Despite this, there's a major problem. To go back to the comparisons with Smash TV, no matter how frenetic that game became, you could always follow what was going on. here, once more than two aliens are on screen, it's practically impossible to keep track of your blue gunsight. Instead of which-beastie-should-I-hit-first strategies, you're reduced to blasting away at random in the hope of hitting something. It's a massive flaw, and one which affects the final rating enormously. Which is a shame, because Space Gun is a real attack on the senses. Basically, it looks fabulous, it sounds fabulous and it's jolly good fun in the short term. Unfortunately, any lasting appeal has been effectively ruined by the fact that you can't work out what the hecks's going on.
'Hello, I'm a concerned citizen, and I'd just like to tell you about this review. It's an eighteen certificate review, you see, as it's full of disturbingly violent descriptions of an excessively vicious game. You might actually want to go out and pick some flowers rather than expose yourself to...' Oh, get out of the way, you tedious small-minded individual. Space Gun is the unofficial (hem hem) game of the film Aliens, with you tramping through a network of tunnels completely overrun with alien scum, blasting them and rescuing a group of colonists. The story's told in some nice between-level graphics - just a pity you have to load them in separately. Still, gives you plenty of time to get ready. (Sound of someone arming up with several clanky guns.) Picture this... you're walking down a corridor, and these things come down from the ceiling. I thought they were like those splotches on Patrick Moore's face 'til they shot at me. (Eh? Ed) Amble a little further, and these doors open. Ooer, that's ominous. (Sound of bolt being drawn back on ludicrously big gun.)

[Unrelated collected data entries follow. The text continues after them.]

use std::path::{Path, PathBuf};

use serde::{Deserialize, Serialize};
use watson::{VibrationalEnergy, WatsonHamiltonian};

use crate::{
    geom::Molecule,
    logfile::GaussianLog,
    program::{G16_CMD, JobControl, ProgramError, Template, run_gaussian},
};


/// What every vibrational structure driver produces: the Watson Hamiltonian
/// and the vibrational energy property derived from it
#[derive(Clone, Debug, PartialEq, Serialize, Deserialize)]
pub struct VibrationalStructureResult {
    watson: WatsonHamiltonian,
    vibrational_energy: VibrationalEnergy,
}

impl VibrationalStructureResult {
    pub fn num_modes(&self) -> usize {
        self.watson.num_modes()
    }

    pub fn watson_hamiltonian(&self) -> &WatsonHamiltonian {
        &self.watson
    }

    pub fn vibrational_energy(&self) -> &VibrationalEnergy {
        &self.vibrational_energy
    }
}

impl From<WatsonHamiltonian> for VibrationalStructureResult {
    fn from(watson: WatsonHamiltonian) -> Self {
        Self {
            vibrational_energy: watson.vibrational_energy(),
            watson,
        }
    }
}

/// A source of vibrational structure data
pub trait VibrationalStructureDriver {
    fn run(&self) -> Result<VibrationalStructureResult, ProgramError>;
}

#[derive(Clone, Debug, PartialEq)]
pub enum Source {
    JobControl(JobControl),
    LogFile(PathBuf),
}

/// Obtains anharmonic force constants from Gaussian, either by running it on a
/// job control file or by reading the log of an earlier run
#[derive(Clone, Debug, PartialEq)]
pub struct GaussianForcesDriver {
    source: Source,

    /// divide each force constant by the multinomial factor of its repeated
    /// modes. defaults to true
    pub normalize: bool,

    /// the command to run Gaussian with. defaults to [G16_CMD]
    pub command: String,
}

impl GaussianForcesDriver {
    fn new(source: Source) -> Self {
        Self {
            source,
            normalize: true,
            command: G16_CMD.clone(),
        }
    }

    pub fn from_job_control<I, S>(lines: I) -> Self
    where
        I: IntoIterator<Item = S>,
        S: Into<String>,
    {
        Self::new(Source::JobControl(JobControl::new(lines)))
    }

    /// Gaussian does not need to be installed to run a driver built this way
    pub fn from_log_file(path: impl AsRef<Path>) -> Self {
        Self::new(Source::LogFile(path.as_ref().to_path_buf()))
    }

    /// a B3LYP anharmonic frequency calculation on `molecule` in `basis`
    pub fn from_molecule(molecule: &Molecule, basis: &str) -> Self {
        Self::from_template(&Template::default(), molecule, basis)
    }

    pub fn from_template(
        template: &Template,
        molecule: &Molecule,
        basis: &str,
    ) -> Self {
        Self::new(Source::JobControl(template.render(molecule, basis)))
    }

    pub fn source(&self) -> &Source {
        &self.source
    }

    /// load the log file or run Gaussian to produce one
    pub fn log(&self) -> Result<GaussianLog, ProgramError> {
        match &self.source {
            Source::LogFile(path) => GaussianLog::load(path),
            Source::JobControl(jcf) => {
                let out = run_gaussian(&self.command, jcf)?;
                let Ok(log) = out.parse::<GaussianLog>();
                Ok(log)
            }
        }
    }
}

impl VibrationalStructureDriver for GaussianForcesDriver {
    fn run(&self) -> Result<VibrationalStructureResult, ProgramError> {
        let log = self.log()?;
        if log.error_termination() {
            let name = match &self.source {
                Source::LogFile(path) => path.to_string_lossy().to_string(),
                Source::JobControl(_) => self.command.clone(),
            };
            return Err(ProgramError::ErrorInOutput(name));
        }
        let watson = log.watson_hamiltonian(self.normalize)?;
        log::debug!(
            "read {} force constants for {} modes",
            watson.len(),
            watson.num_modes()
        );
        Ok(watson.into())
    }
}

#[derive(
    Clone, Copy, Debug, Default, PartialEq, Eq, Serialize, Deserialize,
)]
pub enum VibrationalStructureDriverType {
    #[default]
    #[serde(alias = "auto")]
    Auto,
    #[serde(alias = "gaussian_forces", alias = "gaussian")]
    GaussianForces,
}

impl VibrationalStructureDriverType {
    /// the concrete driver type `self` stands for. [Self::Auto] picks the
    /// first available one, and Gaussian forces is currently the only one
    pub fn resolve(self) -> Self {
        match self {
            Self::Auto => Self::GaussianForces,
            t => t,
        }
    }
}

/// Builds the job for a [Molecule] with the driver named by `driver_type`
#[derive(Clone, Debug, PartialEq)]
pub struct VibrationalStructureMoleculeDriver {
    pub molecule: Molecule,
    pub basis: String,
    pub driver_type: VibrationalStructureDriverType,
    pub template: Template,
    pub normalize: bool,
    pub command: String,
}

impl VibrationalStructureMoleculeDriver {
    pub fn new(
        molecule: Molecule,
        basis: &str,
        driver_type: VibrationalStructureDriverType,
    ) -> Self {
        Self {
            molecule,
            basis: basis.to_owned(),
            driver_type,
            template: Template::default(),
            normalize: true,
            command: G16_CMD.clone(),
        }
    }

    /// the driver that [VibrationalStructureDriver::run] will delegate to
    pub fn driver(&self) -> Box<dyn VibrationalStructureDriver> {
        match self.driver_type.resolve() {
            VibrationalStructureDriverType::GaussianForces
            | VibrationalStructureDriverType::Auto => {
                let mut d = GaussianForcesDriver::from_template(
                    &self.template,
                    &self.molecule,
                    &self.basis,
                );
                d.normalize = self.normalize;
                d.command.clone_from(&self.command);
                Box::new(d)
            }
        }
    }
}

impl VibrationalStructureDriver for VibrationalStructureMoleculeDriver {
    fn run(&self) -> Result<VibrationalStructureResult, ProgramError> {
        self.driver().run()
    }
}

All of a sudden, the screen fills with aliens. Lots of 'em. So you shoot them, but they don't die. Bits fly off instead. Arms and legs go spiralling away but they don't care. The aliens keep on coming, so you keep on blasting until they fall down dead. Hahahahaha! Die, non-human life-forms! Dakkadakkadakka! Pow! Powpowpow! Ha, got 'em. (Pant pant.) Then these face-huggery things jump onto your visor and you have to scorch them off. Fwoosh! Hahahahaha! Perish in the all-cleansing flame of justice, diseased interplanetary creatures! (I think he's getting a little too involved here. Ed)
And then things start getting silly. Aliens pour out of the walls. You shoot off their arms so they can't claw you. There are bits of bodies all over the shop. Colonists run around in a panic. Bullets fly everywhere. Your view is totally obscured. You're firing blind, switching between guns, grenades and flame-throwers. The end-of-level guardian pops up. You blaze away. Another level loads, and you start all over again. And it's a stomach-churningly large amount of fun. Who cares about colour clash, dodgy sound effects or an awkward multiloader when the game's this much (there's that word again) fun? I enjoyed every dishonest, unclean minute of it. Worth four pounds of any slightly unbalanced Vietnam veteran's money. (Twitch twitch, polish gun.)